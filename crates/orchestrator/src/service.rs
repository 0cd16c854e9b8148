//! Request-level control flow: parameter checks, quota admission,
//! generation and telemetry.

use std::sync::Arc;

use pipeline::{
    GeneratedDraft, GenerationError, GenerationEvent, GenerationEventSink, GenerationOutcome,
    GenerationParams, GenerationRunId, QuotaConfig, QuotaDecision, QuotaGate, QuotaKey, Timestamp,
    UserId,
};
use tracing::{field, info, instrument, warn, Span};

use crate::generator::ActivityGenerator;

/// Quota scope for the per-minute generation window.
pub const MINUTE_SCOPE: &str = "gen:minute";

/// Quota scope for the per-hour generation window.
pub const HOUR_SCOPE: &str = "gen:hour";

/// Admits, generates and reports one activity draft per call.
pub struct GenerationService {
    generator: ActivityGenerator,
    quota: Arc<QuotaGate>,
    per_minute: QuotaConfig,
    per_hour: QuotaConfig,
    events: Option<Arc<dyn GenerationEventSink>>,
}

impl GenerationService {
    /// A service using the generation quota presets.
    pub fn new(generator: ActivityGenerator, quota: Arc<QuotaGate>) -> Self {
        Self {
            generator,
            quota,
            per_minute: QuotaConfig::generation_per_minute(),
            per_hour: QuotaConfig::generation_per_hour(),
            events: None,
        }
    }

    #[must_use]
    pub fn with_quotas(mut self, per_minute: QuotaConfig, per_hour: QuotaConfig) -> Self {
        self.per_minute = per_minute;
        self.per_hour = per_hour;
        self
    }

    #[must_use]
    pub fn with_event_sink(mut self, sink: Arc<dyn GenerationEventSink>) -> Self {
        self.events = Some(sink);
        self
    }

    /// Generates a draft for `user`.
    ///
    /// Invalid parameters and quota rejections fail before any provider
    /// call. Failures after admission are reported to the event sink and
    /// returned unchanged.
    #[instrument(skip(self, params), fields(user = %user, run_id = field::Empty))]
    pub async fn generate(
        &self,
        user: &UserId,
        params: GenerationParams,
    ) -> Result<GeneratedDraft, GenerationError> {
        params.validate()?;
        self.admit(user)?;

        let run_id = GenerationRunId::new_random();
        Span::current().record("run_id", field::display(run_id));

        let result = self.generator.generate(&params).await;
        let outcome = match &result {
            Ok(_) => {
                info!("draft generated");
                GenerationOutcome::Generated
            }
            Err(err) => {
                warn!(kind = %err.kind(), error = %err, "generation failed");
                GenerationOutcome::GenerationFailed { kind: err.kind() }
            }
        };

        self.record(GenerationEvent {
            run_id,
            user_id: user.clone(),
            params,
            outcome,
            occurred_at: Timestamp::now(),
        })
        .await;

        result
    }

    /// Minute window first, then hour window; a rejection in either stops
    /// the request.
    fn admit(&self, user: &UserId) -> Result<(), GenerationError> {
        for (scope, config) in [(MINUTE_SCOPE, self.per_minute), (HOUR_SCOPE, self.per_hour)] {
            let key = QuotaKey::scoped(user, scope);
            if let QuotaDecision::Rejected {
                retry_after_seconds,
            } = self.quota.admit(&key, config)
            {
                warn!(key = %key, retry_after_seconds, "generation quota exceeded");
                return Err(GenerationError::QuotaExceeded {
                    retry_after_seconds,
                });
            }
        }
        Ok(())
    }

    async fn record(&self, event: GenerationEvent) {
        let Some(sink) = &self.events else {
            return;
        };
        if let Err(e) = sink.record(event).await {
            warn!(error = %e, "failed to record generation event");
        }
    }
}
* * *
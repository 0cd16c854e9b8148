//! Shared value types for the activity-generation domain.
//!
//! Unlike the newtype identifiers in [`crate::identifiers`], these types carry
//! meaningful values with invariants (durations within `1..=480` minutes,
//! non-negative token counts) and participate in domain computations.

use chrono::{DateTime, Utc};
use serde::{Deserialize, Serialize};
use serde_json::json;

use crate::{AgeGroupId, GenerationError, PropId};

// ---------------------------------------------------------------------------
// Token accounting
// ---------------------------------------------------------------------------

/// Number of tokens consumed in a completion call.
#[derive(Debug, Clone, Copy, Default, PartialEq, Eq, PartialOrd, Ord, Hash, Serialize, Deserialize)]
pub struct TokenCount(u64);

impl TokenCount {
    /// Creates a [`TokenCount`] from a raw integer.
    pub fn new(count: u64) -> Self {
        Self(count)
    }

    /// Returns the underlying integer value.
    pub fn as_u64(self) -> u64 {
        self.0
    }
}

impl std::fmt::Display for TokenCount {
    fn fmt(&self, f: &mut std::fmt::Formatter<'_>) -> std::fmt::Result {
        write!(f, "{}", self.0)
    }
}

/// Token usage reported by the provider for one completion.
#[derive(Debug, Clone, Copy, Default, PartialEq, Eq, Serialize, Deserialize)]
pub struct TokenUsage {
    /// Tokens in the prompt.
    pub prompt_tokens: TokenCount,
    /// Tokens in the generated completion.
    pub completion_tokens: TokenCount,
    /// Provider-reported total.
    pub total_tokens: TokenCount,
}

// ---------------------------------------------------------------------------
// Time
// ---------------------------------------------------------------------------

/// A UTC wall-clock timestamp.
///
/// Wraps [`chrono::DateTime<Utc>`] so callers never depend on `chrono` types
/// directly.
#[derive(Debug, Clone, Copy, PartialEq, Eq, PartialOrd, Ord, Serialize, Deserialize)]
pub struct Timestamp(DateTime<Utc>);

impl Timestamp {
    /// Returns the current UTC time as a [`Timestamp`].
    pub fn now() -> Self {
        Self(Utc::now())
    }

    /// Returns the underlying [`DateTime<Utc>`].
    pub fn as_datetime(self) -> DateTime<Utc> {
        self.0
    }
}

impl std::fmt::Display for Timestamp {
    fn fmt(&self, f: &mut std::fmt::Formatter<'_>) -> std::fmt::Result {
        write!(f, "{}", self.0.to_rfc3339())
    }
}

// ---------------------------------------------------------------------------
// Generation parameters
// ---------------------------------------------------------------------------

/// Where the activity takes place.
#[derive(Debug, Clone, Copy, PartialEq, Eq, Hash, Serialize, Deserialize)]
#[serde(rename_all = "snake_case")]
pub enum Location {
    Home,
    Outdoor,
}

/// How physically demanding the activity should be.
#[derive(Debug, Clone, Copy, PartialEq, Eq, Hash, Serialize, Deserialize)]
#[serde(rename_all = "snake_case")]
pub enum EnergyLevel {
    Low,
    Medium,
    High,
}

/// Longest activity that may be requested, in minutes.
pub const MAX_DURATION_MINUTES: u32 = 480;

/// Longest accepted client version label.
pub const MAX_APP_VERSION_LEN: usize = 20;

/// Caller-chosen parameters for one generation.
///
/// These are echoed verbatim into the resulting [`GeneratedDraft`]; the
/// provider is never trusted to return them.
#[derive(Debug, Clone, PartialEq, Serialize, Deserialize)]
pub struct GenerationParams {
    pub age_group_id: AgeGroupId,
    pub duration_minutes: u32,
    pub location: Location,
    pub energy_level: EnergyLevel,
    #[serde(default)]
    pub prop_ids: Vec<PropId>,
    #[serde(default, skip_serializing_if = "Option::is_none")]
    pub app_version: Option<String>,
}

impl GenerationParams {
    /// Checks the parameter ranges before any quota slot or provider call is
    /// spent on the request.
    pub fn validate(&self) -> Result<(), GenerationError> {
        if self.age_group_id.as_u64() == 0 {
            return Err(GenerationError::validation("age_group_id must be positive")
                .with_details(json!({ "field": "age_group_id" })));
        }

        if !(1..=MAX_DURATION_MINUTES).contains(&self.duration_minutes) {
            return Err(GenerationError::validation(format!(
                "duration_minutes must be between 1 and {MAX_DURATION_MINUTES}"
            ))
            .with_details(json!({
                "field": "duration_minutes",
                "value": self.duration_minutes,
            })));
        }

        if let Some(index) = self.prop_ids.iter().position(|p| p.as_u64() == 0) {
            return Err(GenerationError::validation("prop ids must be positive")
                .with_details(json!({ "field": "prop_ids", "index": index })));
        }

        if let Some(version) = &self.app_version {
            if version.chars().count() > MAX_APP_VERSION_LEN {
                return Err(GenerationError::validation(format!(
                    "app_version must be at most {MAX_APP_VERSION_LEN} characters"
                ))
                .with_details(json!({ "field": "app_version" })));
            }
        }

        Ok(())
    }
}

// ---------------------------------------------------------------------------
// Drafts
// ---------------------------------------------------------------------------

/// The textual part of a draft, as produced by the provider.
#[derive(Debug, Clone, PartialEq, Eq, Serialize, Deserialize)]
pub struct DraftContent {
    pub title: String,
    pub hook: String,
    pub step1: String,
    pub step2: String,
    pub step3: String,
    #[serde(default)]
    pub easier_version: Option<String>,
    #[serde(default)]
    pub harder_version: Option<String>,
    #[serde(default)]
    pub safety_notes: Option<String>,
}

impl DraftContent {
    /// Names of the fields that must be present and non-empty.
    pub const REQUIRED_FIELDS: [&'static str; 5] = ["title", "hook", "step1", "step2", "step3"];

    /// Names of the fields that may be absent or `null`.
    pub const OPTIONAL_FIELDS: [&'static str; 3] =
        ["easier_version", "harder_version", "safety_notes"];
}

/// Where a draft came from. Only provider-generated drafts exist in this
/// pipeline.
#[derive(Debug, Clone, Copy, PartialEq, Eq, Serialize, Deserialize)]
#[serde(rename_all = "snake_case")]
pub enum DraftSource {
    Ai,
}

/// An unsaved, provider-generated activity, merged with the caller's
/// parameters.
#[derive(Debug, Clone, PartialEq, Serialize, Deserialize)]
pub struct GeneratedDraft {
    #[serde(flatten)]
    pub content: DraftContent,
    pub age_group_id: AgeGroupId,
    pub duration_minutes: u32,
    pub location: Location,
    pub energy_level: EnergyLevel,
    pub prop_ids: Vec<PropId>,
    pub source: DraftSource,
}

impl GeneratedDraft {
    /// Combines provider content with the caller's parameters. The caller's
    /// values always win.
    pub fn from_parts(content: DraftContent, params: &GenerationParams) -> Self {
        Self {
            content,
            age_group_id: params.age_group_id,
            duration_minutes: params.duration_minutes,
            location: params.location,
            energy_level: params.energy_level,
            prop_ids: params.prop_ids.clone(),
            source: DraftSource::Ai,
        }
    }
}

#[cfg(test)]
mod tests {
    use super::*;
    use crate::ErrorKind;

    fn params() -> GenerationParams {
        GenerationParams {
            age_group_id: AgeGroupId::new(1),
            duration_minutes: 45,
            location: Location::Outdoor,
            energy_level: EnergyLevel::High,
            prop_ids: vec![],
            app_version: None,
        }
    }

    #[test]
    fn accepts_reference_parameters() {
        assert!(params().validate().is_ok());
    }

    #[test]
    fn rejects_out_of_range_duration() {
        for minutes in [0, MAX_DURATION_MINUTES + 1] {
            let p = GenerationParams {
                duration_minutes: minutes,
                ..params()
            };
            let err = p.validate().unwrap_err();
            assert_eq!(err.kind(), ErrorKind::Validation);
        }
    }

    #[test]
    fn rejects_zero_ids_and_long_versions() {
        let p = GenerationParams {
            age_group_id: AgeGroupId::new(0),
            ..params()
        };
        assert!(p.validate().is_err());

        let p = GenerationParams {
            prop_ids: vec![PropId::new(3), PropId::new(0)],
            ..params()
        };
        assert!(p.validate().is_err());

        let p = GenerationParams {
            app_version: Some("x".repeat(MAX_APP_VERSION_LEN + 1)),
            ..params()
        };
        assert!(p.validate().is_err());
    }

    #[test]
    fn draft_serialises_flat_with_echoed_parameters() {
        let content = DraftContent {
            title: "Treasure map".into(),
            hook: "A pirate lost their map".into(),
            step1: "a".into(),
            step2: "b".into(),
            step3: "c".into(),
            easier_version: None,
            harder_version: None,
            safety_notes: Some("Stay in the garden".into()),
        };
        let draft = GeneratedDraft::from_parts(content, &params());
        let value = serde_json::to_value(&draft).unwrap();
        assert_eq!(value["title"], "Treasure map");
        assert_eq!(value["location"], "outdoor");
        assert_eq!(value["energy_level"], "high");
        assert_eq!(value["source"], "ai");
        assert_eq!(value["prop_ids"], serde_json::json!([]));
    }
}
...
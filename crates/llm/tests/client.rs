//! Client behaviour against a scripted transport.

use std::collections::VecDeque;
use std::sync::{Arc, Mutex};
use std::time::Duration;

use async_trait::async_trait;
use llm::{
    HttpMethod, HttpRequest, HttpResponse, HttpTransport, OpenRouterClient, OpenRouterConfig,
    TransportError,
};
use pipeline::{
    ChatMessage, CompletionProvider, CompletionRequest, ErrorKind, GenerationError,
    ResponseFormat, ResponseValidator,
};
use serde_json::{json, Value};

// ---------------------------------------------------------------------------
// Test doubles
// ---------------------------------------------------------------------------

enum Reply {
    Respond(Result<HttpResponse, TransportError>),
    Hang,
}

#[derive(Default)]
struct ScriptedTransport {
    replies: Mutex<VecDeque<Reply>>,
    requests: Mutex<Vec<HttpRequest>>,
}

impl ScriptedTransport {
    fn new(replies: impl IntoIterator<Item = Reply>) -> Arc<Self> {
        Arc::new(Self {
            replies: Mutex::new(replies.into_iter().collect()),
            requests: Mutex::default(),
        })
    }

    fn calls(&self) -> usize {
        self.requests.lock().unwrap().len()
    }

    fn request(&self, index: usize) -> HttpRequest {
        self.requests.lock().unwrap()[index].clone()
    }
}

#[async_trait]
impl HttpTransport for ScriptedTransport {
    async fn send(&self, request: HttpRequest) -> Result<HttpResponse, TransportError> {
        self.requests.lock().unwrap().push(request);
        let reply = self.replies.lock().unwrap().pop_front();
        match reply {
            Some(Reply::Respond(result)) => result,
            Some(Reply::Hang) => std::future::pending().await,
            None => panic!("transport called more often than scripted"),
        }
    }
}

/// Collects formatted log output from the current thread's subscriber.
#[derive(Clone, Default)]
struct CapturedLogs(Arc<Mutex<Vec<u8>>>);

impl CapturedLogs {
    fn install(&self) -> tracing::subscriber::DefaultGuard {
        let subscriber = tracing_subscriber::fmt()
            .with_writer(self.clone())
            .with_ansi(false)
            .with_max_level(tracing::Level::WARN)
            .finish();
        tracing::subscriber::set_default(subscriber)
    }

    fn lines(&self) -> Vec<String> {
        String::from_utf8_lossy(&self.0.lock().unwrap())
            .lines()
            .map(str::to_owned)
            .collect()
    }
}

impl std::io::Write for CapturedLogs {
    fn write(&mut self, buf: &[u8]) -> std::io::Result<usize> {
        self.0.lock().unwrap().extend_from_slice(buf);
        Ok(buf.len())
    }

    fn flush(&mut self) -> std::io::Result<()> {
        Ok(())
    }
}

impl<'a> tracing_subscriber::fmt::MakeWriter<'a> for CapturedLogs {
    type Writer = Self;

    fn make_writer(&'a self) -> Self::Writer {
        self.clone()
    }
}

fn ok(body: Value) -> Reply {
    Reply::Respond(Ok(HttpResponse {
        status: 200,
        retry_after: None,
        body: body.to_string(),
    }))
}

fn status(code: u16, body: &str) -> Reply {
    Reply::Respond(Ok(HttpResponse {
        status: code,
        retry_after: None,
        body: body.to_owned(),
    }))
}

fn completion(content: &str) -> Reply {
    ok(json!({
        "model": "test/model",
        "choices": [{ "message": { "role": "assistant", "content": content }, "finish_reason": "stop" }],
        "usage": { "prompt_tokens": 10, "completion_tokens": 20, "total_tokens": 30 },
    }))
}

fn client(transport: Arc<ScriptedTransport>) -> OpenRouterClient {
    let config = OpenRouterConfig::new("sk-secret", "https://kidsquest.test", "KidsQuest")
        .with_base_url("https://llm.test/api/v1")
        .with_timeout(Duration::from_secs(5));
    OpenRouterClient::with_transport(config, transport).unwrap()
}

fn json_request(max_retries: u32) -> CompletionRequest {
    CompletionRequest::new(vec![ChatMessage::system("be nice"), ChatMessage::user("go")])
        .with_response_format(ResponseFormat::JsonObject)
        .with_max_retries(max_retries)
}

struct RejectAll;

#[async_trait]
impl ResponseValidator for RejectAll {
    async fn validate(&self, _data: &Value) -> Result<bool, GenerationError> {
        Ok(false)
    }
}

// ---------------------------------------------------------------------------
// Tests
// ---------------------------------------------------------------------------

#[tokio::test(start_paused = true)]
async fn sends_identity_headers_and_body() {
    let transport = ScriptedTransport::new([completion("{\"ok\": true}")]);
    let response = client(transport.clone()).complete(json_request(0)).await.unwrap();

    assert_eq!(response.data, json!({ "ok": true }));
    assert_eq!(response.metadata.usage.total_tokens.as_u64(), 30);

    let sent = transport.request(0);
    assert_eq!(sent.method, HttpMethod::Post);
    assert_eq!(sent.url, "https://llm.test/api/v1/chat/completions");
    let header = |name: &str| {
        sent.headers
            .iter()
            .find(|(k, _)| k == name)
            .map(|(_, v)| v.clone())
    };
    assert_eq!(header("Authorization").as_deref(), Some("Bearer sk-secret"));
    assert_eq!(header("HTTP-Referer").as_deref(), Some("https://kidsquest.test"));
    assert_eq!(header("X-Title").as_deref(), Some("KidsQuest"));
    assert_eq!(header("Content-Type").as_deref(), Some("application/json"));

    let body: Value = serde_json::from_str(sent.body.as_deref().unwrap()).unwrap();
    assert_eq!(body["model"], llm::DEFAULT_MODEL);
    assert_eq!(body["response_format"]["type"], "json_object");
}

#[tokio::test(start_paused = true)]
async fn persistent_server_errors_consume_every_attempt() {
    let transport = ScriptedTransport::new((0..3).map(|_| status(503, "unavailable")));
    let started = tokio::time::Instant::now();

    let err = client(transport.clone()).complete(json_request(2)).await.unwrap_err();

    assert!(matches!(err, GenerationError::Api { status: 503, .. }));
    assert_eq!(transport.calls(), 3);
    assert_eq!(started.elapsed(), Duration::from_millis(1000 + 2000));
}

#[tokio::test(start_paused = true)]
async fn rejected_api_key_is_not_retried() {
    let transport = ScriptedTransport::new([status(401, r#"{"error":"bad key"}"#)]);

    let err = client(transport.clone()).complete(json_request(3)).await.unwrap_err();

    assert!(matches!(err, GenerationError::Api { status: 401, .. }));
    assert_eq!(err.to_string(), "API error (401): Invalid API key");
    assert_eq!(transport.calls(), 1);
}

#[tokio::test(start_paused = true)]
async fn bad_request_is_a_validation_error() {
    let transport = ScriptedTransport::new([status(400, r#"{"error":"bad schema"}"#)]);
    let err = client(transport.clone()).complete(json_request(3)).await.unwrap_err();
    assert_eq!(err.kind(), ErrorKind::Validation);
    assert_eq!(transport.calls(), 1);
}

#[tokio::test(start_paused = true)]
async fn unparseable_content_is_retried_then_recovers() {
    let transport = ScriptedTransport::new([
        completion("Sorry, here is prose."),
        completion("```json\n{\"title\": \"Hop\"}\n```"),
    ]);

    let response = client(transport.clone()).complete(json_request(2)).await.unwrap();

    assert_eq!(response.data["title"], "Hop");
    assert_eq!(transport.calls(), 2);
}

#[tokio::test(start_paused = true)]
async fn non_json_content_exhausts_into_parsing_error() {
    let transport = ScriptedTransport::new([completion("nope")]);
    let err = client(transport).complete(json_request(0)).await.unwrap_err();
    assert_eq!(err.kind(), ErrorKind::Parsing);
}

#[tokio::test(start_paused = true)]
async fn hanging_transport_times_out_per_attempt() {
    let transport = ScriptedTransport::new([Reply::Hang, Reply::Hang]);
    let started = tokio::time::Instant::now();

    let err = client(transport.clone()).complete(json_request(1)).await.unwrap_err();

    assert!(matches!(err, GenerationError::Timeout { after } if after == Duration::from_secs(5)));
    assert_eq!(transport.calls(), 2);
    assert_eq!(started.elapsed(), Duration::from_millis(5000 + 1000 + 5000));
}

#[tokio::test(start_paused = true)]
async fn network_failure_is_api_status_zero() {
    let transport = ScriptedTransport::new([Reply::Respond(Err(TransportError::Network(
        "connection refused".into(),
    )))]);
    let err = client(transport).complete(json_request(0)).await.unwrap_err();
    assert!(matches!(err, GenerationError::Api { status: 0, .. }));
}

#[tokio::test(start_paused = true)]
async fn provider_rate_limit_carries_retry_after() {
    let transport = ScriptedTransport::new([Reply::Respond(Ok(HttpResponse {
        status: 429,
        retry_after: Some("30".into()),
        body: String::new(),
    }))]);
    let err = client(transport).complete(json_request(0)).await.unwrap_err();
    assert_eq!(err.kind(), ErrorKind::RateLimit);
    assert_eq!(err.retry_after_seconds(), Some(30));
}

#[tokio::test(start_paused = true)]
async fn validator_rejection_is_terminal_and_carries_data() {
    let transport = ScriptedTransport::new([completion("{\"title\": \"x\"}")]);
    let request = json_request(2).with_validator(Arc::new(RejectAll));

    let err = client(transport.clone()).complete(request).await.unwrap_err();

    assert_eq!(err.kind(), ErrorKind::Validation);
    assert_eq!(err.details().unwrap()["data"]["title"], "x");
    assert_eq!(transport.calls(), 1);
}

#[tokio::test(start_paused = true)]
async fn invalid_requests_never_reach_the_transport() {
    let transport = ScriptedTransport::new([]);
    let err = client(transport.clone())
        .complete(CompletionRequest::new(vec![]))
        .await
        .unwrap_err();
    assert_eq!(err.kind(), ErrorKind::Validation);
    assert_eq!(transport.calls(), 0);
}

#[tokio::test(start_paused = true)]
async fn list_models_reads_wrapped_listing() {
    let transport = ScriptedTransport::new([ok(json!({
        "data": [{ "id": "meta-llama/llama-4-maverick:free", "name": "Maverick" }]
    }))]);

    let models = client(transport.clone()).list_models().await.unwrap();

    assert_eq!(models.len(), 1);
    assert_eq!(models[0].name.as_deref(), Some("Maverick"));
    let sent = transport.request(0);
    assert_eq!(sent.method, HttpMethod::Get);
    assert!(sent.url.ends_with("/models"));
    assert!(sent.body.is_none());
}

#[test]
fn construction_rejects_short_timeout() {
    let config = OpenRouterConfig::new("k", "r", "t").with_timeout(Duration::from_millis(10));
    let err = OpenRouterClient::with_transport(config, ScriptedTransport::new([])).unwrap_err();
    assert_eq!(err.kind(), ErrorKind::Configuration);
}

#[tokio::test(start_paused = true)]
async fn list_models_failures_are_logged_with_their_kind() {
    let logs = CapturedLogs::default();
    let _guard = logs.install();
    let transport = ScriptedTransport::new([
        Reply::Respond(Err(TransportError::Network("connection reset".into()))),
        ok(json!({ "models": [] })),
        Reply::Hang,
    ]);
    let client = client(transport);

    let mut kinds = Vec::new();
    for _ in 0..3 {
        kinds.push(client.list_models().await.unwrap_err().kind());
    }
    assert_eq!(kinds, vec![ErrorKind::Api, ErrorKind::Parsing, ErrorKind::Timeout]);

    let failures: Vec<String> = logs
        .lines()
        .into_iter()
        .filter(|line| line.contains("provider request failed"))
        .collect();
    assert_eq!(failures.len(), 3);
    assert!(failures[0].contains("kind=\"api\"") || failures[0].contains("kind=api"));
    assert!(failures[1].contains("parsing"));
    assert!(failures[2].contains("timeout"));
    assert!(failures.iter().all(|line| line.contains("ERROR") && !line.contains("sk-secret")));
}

== What you need to do ==
Go through the data and return each line where the word "index" appears.

== Result for this exercise ==
        if let Some(index) = self.prop_ids.iter().position(|p| p.as_u64() == 0) {
                .with_details(json!({ "field": "prop_ids", "index": index })));
    fn request(&self, index: usize) -> HttpRequest {
        self.requests.lock().unwrap()[index].clone()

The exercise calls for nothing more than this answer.